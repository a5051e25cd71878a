//! TripStore respaldado por un archivo JSON
//!
//! Todo el ledger vive en memoria detrás de un mutex async y se persiste
//! completo después de cada mutación (archivo temporal + rename). Cada
//! mutación se aplica sobre una copia y solo reemplaza el estado en memoria
//! si el archivo se escribió bien.

use async_trait::async_trait;
use chrono::{NaiveDate, Utc};
use serde::{Deserialize, Serialize};
use std::path::{Path, PathBuf};
use tokio::sync::Mutex;
use tracing::{debug, info};

use super::{StoreResult, TripStore};
use crate::models::{Direction, Driver, Leg, LegPassenger, Passenger};
use crate::utils::errors::StoreError;

const LEDGER_FILE: &str = "ledger.json";

/// Contenido serializado del archivo
#[derive(Debug, Default, Clone, Serialize, Deserialize)]
struct LedgerSnapshot {
    next_id: i64,
    drivers: Vec<Driver>,
    passengers: Vec<Passenger>,
    legs: Vec<Leg>,
}

impl LedgerSnapshot {
    fn allocate_id(&mut self) -> i64 {
        self.next_id += 1;
        self.next_id
    }
}

pub struct FileTripRepository {
    path: PathBuf,
    snapshot: Mutex<LedgerSnapshot>,
}

impl FileTripRepository {
    /// Abre (o crea) `ledger.json` dentro de `data_dir`
    pub async fn open(data_dir: impl AsRef<Path>) -> StoreResult<Self> {
        let data_dir = data_dir.as_ref();
        tokio::fs::create_dir_all(data_dir).await?;
        let path = data_dir.join(LEDGER_FILE);

        let snapshot = match tokio::fs::read(&path).await {
            Ok(bytes) => serde_json::from_slice(&bytes)?,
            Err(e) if e.kind() == std::io::ErrorKind::NotFound => LedgerSnapshot::default(),
            Err(e) => return Err(e.into()),
        };

        info!("📁 Ledger en archivo: {}", path.display());
        Ok(Self {
            path,
            snapshot: Mutex::new(snapshot),
        })
    }

    async fn persist(&self, snapshot: &LedgerSnapshot) -> StoreResult<()> {
        let bytes = serde_json::to_vec_pretty(snapshot)?;
        let tmp = self.path.with_extension("json.tmp");
        tokio::fs::write(&tmp, bytes).await?;
        tokio::fs::rename(&tmp, &self.path).await?;
        debug!("💾 Ledger guardado en {}", self.path.display());
        Ok(())
    }

    /// Persiste `next` y solo entonces lo instala como estado actual
    async fn commit(&self, current: &mut LedgerSnapshot, next: LedgerSnapshot) -> StoreResult<()> {
        self.persist(&next).await?;
        *current = next;
        Ok(())
    }
}

#[async_trait]
impl TripStore for FileTripRepository {
    async fn save_driver(&self, tenant_id: i64, name: &str) -> StoreResult<Driver> {
        let mut snapshot = self.snapshot.lock().await;
        if snapshot.drivers.iter().any(|d| d.tenant_id == tenant_id && d.name == name) {
            return Err(StoreError::Conflict(format!("driver '{}' already exists", name)));
        }

        let mut next = snapshot.clone();
        let driver = Driver {
            id: next.allocate_id(),
            tenant_id,
            name: name.to_string(),
            active: true,
            created_at: Utc::now(),
        };
        next.drivers.push(driver.clone());
        self.commit(&mut snapshot, next).await?;
        Ok(driver)
    }

    async fn list_drivers(&self, tenant_id: i64) -> StoreResult<Vec<Driver>> {
        let snapshot = self.snapshot.lock().await;
        // los ids crecen con el tiempo: orden inverso = más reciente primero
        let mut drivers: Vec<Driver> = snapshot
            .drivers
            .iter()
            .filter(|d| d.tenant_id == tenant_id)
            .cloned()
            .collect();
        drivers.sort_by(|a, b| b.id.cmp(&a.id));
        Ok(drivers)
    }

    async fn find_driver(&self, tenant_id: i64, name: &str) -> StoreResult<Option<Driver>> {
        let snapshot = self.snapshot.lock().await;
        Ok(snapshot
            .drivers
            .iter()
            .find(|d| d.tenant_id == tenant_id && d.name == name)
            .cloned())
    }

    async fn set_driver_active(&self, tenant_id: i64, name: &str, active: bool) -> StoreResult<bool> {
        let mut snapshot = self.snapshot.lock().await;
        let mut next = snapshot.clone();
        let Some(driver) = next
            .drivers
            .iter_mut()
            .find(|d| d.tenant_id == tenant_id && d.name == name)
        else {
            return Ok(false);
        };

        driver.active = active;
        self.commit(&mut snapshot, next).await?;
        Ok(true)
    }

    async fn save_passenger(&self, tenant_id: i64, name: &str) -> StoreResult<Passenger> {
        let mut snapshot = self.snapshot.lock().await;
        if snapshot.passengers.iter().any(|p| p.tenant_id == tenant_id && p.name == name) {
            return Err(StoreError::Conflict(format!("passenger '{}' already exists", name)));
        }

        let mut next = snapshot.clone();
        let passenger = Passenger {
            id: next.allocate_id(),
            tenant_id,
            name: name.to_string(),
            created_at: Utc::now(),
        };
        next.passengers.push(passenger.clone());
        self.commit(&mut snapshot, next).await?;
        Ok(passenger)
    }

    async fn list_passengers(&self, tenant_id: i64) -> StoreResult<Vec<Passenger>> {
        let snapshot = self.snapshot.lock().await;
        let mut passengers: Vec<Passenger> = snapshot
            .passengers
            .iter()
            .filter(|p| p.tenant_id == tenant_id)
            .cloned()
            .collect();
        passengers.sort_by(|a, b| b.id.cmp(&a.id));
        Ok(passengers)
    }

    async fn save_leg(
        &self,
        tenant_id: i64,
        driver_id: i64,
        direction: Direction,
        day: NaiveDate,
        passengers: &[LegPassenger],
    ) -> StoreResult<()> {
        let mut snapshot = self.snapshot.lock().await;
        let mut next = snapshot.clone();
        let now = Utc::now();

        let existing = next.legs.iter().position(|l| {
            l.tenant_id == tenant_id && l.driver_id == driver_id && l.direction == direction && l.day == day
        });

        match existing {
            Some(index) => {
                let leg = &mut next.legs[index];
                debug!("♻️ Reemplazando pasajeros del leg {} ({} {})", leg.id, direction.as_str(), day);
                leg.passengers = passengers.to_vec();
                leg.updated_at = now;
            }
            None => {
                let leg = Leg {
                    id: next.allocate_id(),
                    tenant_id,
                    driver_id,
                    direction,
                    day,
                    updated_at: now,
                    passengers: passengers.to_vec(),
                };
                next.legs.push(leg);
            }
        }

        self.commit(&mut snapshot, next).await
    }

    async fn list_leg_passengers(
        &self,
        tenant_id: i64,
        driver_id: i64,
        direction: Direction,
        day: NaiveDate,
    ) -> StoreResult<Vec<LegPassenger>> {
        let snapshot = self.snapshot.lock().await;
        Ok(snapshot
            .legs
            .iter()
            .find(|l| {
                l.tenant_id == tenant_id && l.driver_id == driver_id && l.direction == direction && l.day == day
            })
            .map(|l| l.passengers.clone())
            .unwrap_or_default())
    }

    async fn list_drivers_with_legs_on_day(&self, tenant_id: i64, day: NaiveDate) -> StoreResult<Vec<Driver>> {
        let snapshot = self.snapshot.lock().await;
        let mut drivers: Vec<Driver> = snapshot
            .drivers
            .iter()
            .filter(|d| {
                snapshot
                    .legs
                    .iter()
                    .any(|l| l.tenant_id == tenant_id && l.day == day && l.driver_id == d.id)
            })
            .cloned()
            .collect();
        drivers.sort_by(|a, b| a.name.cmp(&b.name));
        Ok(drivers)
    }

    async fn opposite_leg_fare(
        &self,
        tenant_id: i64,
        passenger_name: &str,
        direction: Direction,
        day: NaiveDate,
    ) -> StoreResult<Option<i64>> {
        let snapshot = self.snapshot.lock().await;
        let opposite = direction.opposite();

        let fares: Vec<i64> = snapshot
            .legs
            .iter()
            .filter(|l| l.tenant_id == tenant_id && l.direction == opposite && l.day == day)
            .flat_map(|l| l.passengers.iter())
            .filter(|p| p.passenger_name == passenger_name)
            .map(|p| p.fare)
            .collect();

        if fares.is_empty() {
            Ok(None)
        } else {
            Ok(Some(fares.iter().sum()))
        }
    }

    async fn delete_legs(&self, tenant_id: i64, direction: Direction, day: NaiveDate) -> StoreResult<u64> {
        let mut snapshot = self.snapshot.lock().await;
        let mut next = snapshot.clone();
        next.legs
            .retain(|l| !(l.tenant_id == tenant_id && l.direction == direction && l.day == day));
        let removed = (snapshot.legs.len() - next.legs.len()) as u64;

        if removed > 0 {
            self.commit(&mut snapshot, next).await?;
        }
        Ok(removed)
    }
}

---+---

• **AIM OF THE EXERCISE**
Going through the material above, how many lines contain the word "push"? Write only the number.

• **WRITTEN REPLY**
3